Stilistisch vereinen sich in Haydns späten Messen Traditionen der alt-österreichischen Barockmusik, von denen die Jugendzeit des Komponisten geprägt war, mit seinem symphonischen Spätstil. Von ihnen führt ein direkter Weg zu den beiden Oratorien Die Schöpfung (1799) und Die Jahreszeiten (1801). Die Harmoniemesse, die Alfred Schnerich als "die schönste Messe nach Beethovens Missa solemnis" bezeichnete, ist Haydns letzte vollendete Meßkomposition, nicht nur in chronologischer, sondern auch in künstlerischer Hinsicht. Mit Recht kann man, wie Leopold Nowak formulierte, in der Harmoniemesse "eine Art 'Summa Missarum Josephi Haydn'" sehen. Daß der Messe dennoch bis heute nicht die ihr gebührende Wertschätzung entgegengebracht wird, ist wohl vor allem auf den Einfluß des Cäcilianismus im 19. Jahrhundert zurückzuführen, von dem die Kirchenmusik etwa der Wiener Klassik als unkirchlich angesehen und daher abgelehnt wurde.

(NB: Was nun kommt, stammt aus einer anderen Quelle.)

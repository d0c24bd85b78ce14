//! Established sessions and their read/write halves.

use std::io;
use std::net::SocketAddr;

use tokio::net::tcp::{OwnedReadHalf, OwnedWriteHalf};
use tokio::net::TcpStream;

use crate::frame::{read_frame, write_frame};
use crate::record::{OpenState, SealState, MAX_RECORD_PLAINTEXT};
use crate::TransportError;

/// One terminated secure connection.
///
/// Created only by a completed handshake; owns the socket and both cipher
/// directions. Dropping the session closes the connection.
pub struct PskSession {
    identity: Vec<u8>,
    peer_addr: SocketAddr,
    stream: TcpStream,
    seal: SealState,
    open: OpenState,
}

impl PskSession {
    pub(crate) fn new(
        identity: Vec<u8>,
        peer_addr: SocketAddr,
        stream: TcpStream,
        seal: SealState,
        open: OpenState,
    ) -> Self {
        Self {
            identity,
            peer_addr,
            stream,
            seal,
            open,
        }
    }

    /// The identity the peer presented during the handshake.
    pub fn identity(&self) -> &[u8] {
        &self.identity
    }

    /// Remote socket address.
    pub fn peer_addr(&self) -> SocketAddr {
        self.peer_addr
    }

    /// Split into independently owned read and write halves.
    pub fn into_split(self) -> (PskReadHalf, PskWriteHalf) {
        let (read, write) = self.stream.into_split();
        (
            PskReadHalf {
                stream: read,
                open: self.open,
            },
            PskWriteHalf {
                stream: write,
                seal: self.seal,
            },
        )
    }
}

impl std::fmt::Debug for PskSession {
    fn fmt(&self, f: &mut std::fmt::Formatter<'_>) -> std::fmt::Result {
        f.debug_struct("PskSession")
            .field("identity", &String::from_utf8_lossy(&self.identity))
            .field("peer_addr", &self.peer_addr)
            .finish()
    }
}

/// Decrypting read half of a session.
pub struct PskReadHalf {
    stream: OwnedReadHalf,
    open: OpenState,
}

impl PskReadHalf {
    /// Read and decrypt the next record.
    ///
    /// Returns `Ok(None)` on a clean end-of-stream.
    pub async fn read_record(&mut self) -> Result<Option<Vec<u8>>, TransportError> {
        match read_frame(&mut self.stream).await? {
            Some(ciphertext) => Ok(Some(self.open.open(&ciphertext)?)),
            None => Ok(None),
        }
    }
}

/// Encrypting write half of a session.
pub struct PskWriteHalf {
    stream: OwnedWriteHalf,
    seal: SealState,
}

impl PskWriteHalf {
    /// Encrypt and write `plaintext`, splitting into records as needed.
    pub async fn write_record(&mut self, plaintext: &[u8]) -> Result<(), TransportError> {
        for chunk in plaintext.chunks(MAX_RECORD_PLAINTEXT) {
            let sealed = self.seal.seal(chunk)?;
            write_frame(&mut self.stream, &sealed).await?;
        }
        Ok(())
    }

    /// Shut down the write side of the underlying socket.
    pub async fn shutdown(&mut self) -> io::Result<()> {
        use tokio::io::AsyncWriteExt;
        self.stream.shutdown().await
    }
}
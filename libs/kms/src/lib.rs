//! Key resolution for pskgate.
//!
//! A [`KeyResolver`] answers one question: given the identity a client
//! presented during its handshake, what is its symmetric key? Exactly one
//! strategy is active per process, chosen at startup:
//!
//! - [`KeyTable`]: in-memory map loaded once from a delimited file
//! - [`RestLookup`]: one HTTP GET per resolution against a configured URL
//! - [`ExecLookup`]: invoke an external command, stdout is the key
//!
//! Identities are opaque, attacker-controlled bytes presented before
//! authentication; every strategy tolerates arbitrary contents. Lookup
//! failures of any kind (absent identity, network error, non-success
//! response, malformed hex, failed process) resolve to `None` and a log
//! line — they fail the client's handshake, never the process.

use std::io;
use std::path::PathBuf;

use async_trait::async_trait;
use thiserror::Error;

use pskgate_transport::PskResolver;

mod exec;
mod rest;
mod table;

pub use exec::ExecLookup;
pub use rest::{RestConfig, RestLookup};
pub use table::KeyTable;

/// Configuration-time errors. All of these abort startup; nothing here is
/// produced on the per-handshake lookup path.
#[derive(Debug, Error)]
pub enum KmsError {
    /// The key file could not be read.
    #[error("failed to read key file {path}: {source}")]
    Read { path: PathBuf, source: io::Error },

    /// A key file row did not parse.
    #[error("malformed key file row at line {line}: {reason}")]
    MalformedRow { line: usize, reason: String },

    /// Invalid REST lookup configuration.
    #[error("invalid lookup configuration: {0}")]
    Config(String),
}

/// The active key-resolution strategy.
pub enum KeyResolver {
    Table(KeyTable),
    Rest(RestLookup),
    Exec(ExecLookup),
}

impl KeyResolver {
    /// Resolve an identity to its key.
    pub async fn resolve(&self, identity: &[u8]) -> Option<Vec<u8>> {
        match self {
            KeyResolver::Table(table) => table.lookup(identity),
            KeyResolver::Rest(rest) => rest.lookup(identity).await,
            KeyResolver::Exec(exec) => exec.lookup(identity).await,
        }
    }

    /// Strategy name for startup logging.
    pub fn strategy(&self) -> &'static str {
        match self {
            KeyResolver::Table(_) => "table",
            KeyResolver::Rest(_) => "rest",
            KeyResolver::Exec(_) => "exec",
        }
    }
}

#[async_trait]
impl PskResolver for KeyResolver {
    async fn lookup(&self, identity: &[u8]) -> Option<Vec<u8>> {
        self.resolve(identity).await
    }
}

/// Render an identity for log output.
///
/// Identities are arbitrary bytes; logs get the lossy UTF-8 rendering.
pub(crate) fn identity_label(identity: &[u8]) -> String {
    String::from_utf8_lossy(identity).into_owned()
}
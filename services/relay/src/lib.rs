pub mod config;
pub mod proxy;

pub use config::Config;
pub use proxy::{relay, RelayServer, RelayStats, SessionHandle, SessionRegistry};
//! PSK-authenticated encrypted stream transport.
//!
//! This library terminates encrypted sessions for the relay: it runs a
//! pre-shared-key handshake over TCP, derives per-direction AEAD keys, and
//! exposes the decrypted byte stream plus the identity the client presented.
//!
//! # Protocol (version 1)
//!
//! Every message on the wire is a frame: a big-endian `u16` payload length
//! followed by the payload. The handshake is two flights:
//!
//! ```text
//! Client                                Server
//!   | ClientHello (id, random) ---------> |  resolve key for id
//!   | <--------------- ServerHello (random)
//!   | Finished (encrypted) -------------> |  proves client holds the key
//!   | <------------- Finished (encrypted) |  proves server holds the key
//!   | application records <------------>  |
//! ```
//!
//! Per-direction keys are `SHA-256(psk || client_random || server_random ||
//! label)`; records are AES-256-GCM with a per-direction record counter as
//! the nonce. Key resolution happens mid-handshake through the caller's
//! [`PskResolver`]; a failed resolution aborts the handshake before any
//! application byte flows.
//!
//! Handshakes run in background tasks bounded by a timeout and a
//! process-wide cancellation token, so [`PskListener::accept`] only ever
//! yields fully established sessions.

use std::io;

use async_trait::async_trait;
use thiserror::Error;

mod connector;
mod frame;
mod listener;
mod record;
mod session;

pub use connector::connect;
pub use listener::{AcceptorConfig, PskListener, DEFAULT_HANDSHAKE_TIMEOUT};
pub use session::{PskReadHalf, PskSession, PskWriteHalf};

/// Transport errors.
#[derive(Debug, Error)]
pub enum TransportError {
    /// Underlying socket error.
    #[error("io error: {0}")]
    Io(#[from] io::Error),

    /// A frame length prefix exceeded the protocol limit.
    #[error("frame of {len} bytes exceeds limit of {max}")]
    FrameTooLarge { len: usize, max: usize },

    /// The peer closed the connection mid-handshake.
    #[error("connection closed during handshake")]
    ClosedDuringHandshake,

    /// A handshake message did not parse.
    #[error("malformed {0} message")]
    Malformed(&'static str),

    /// The peer spoke a protocol version we do not support.
    #[error("unsupported protocol version {0}")]
    UnsupportedVersion(u8),

    /// The presented identity exceeded the protocol limit.
    #[error("identity of {len} bytes exceeds limit of {max}")]
    IdentityTooLong { len: usize, max: usize },

    /// Key resolution returned no key for the presented identity.
    #[error("no key found for presented identity")]
    UnknownIdentity,

    /// Record decryption or Finished verification failed.
    #[error("authentication failed")]
    AuthFailed,

    /// Record encryption failed.
    #[error("cipher failure")]
    Cipher,

    /// The per-direction record counter was exhausted.
    #[error("record counter exhausted")]
    CounterExhausted,
}

/// Key lookup callback invoked during the handshake.
///
/// Implementations receive the identity exactly as the client presented it
/// (arbitrary bytes, attacker-controlled, pre-authentication) and return the
/// symmetric key, or `None` to reject the handshake.
#[async_trait]
pub trait PskResolver: Send + Sync {
    async fn lookup(&self, identity: &[u8]) -> Option<Vec<u8>>;
}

Über 150 Jahre hat es gedauert, bis die Harmoniemesse in den Blickwinkel wissenschaftlicher Editionspraxis gelangte. Die erste kritische Ausgabe erschien 1966 im Rahmen der vom Joseph Haydn-Institut Köln herausgegebenen Gesamtausgabe, nachdem der Erstdruck der Partitur noch zu Lebzeiten Haydns (1808) bei Breitkopf & Härtel erfolgt war. 1910 legte Georg Göhler im Verlag Rieter-Biedermann eine revidierte Neuausgabe vor, die in erster Linie unter aufführungspraktischen Gesichtspunkten eingerichtet war. Auf der Grundlage dieser Partitur erschien 1922, ebenfalls von Göhler herausgegeben, der Klavierauszug der Harmoniemesse in der Edition Peters.
Zur vorliegenden Partiturausgabe sind das vollständige Aufführungsmaterial sowie der Klavierauszug (EP 8904) neu erschienen.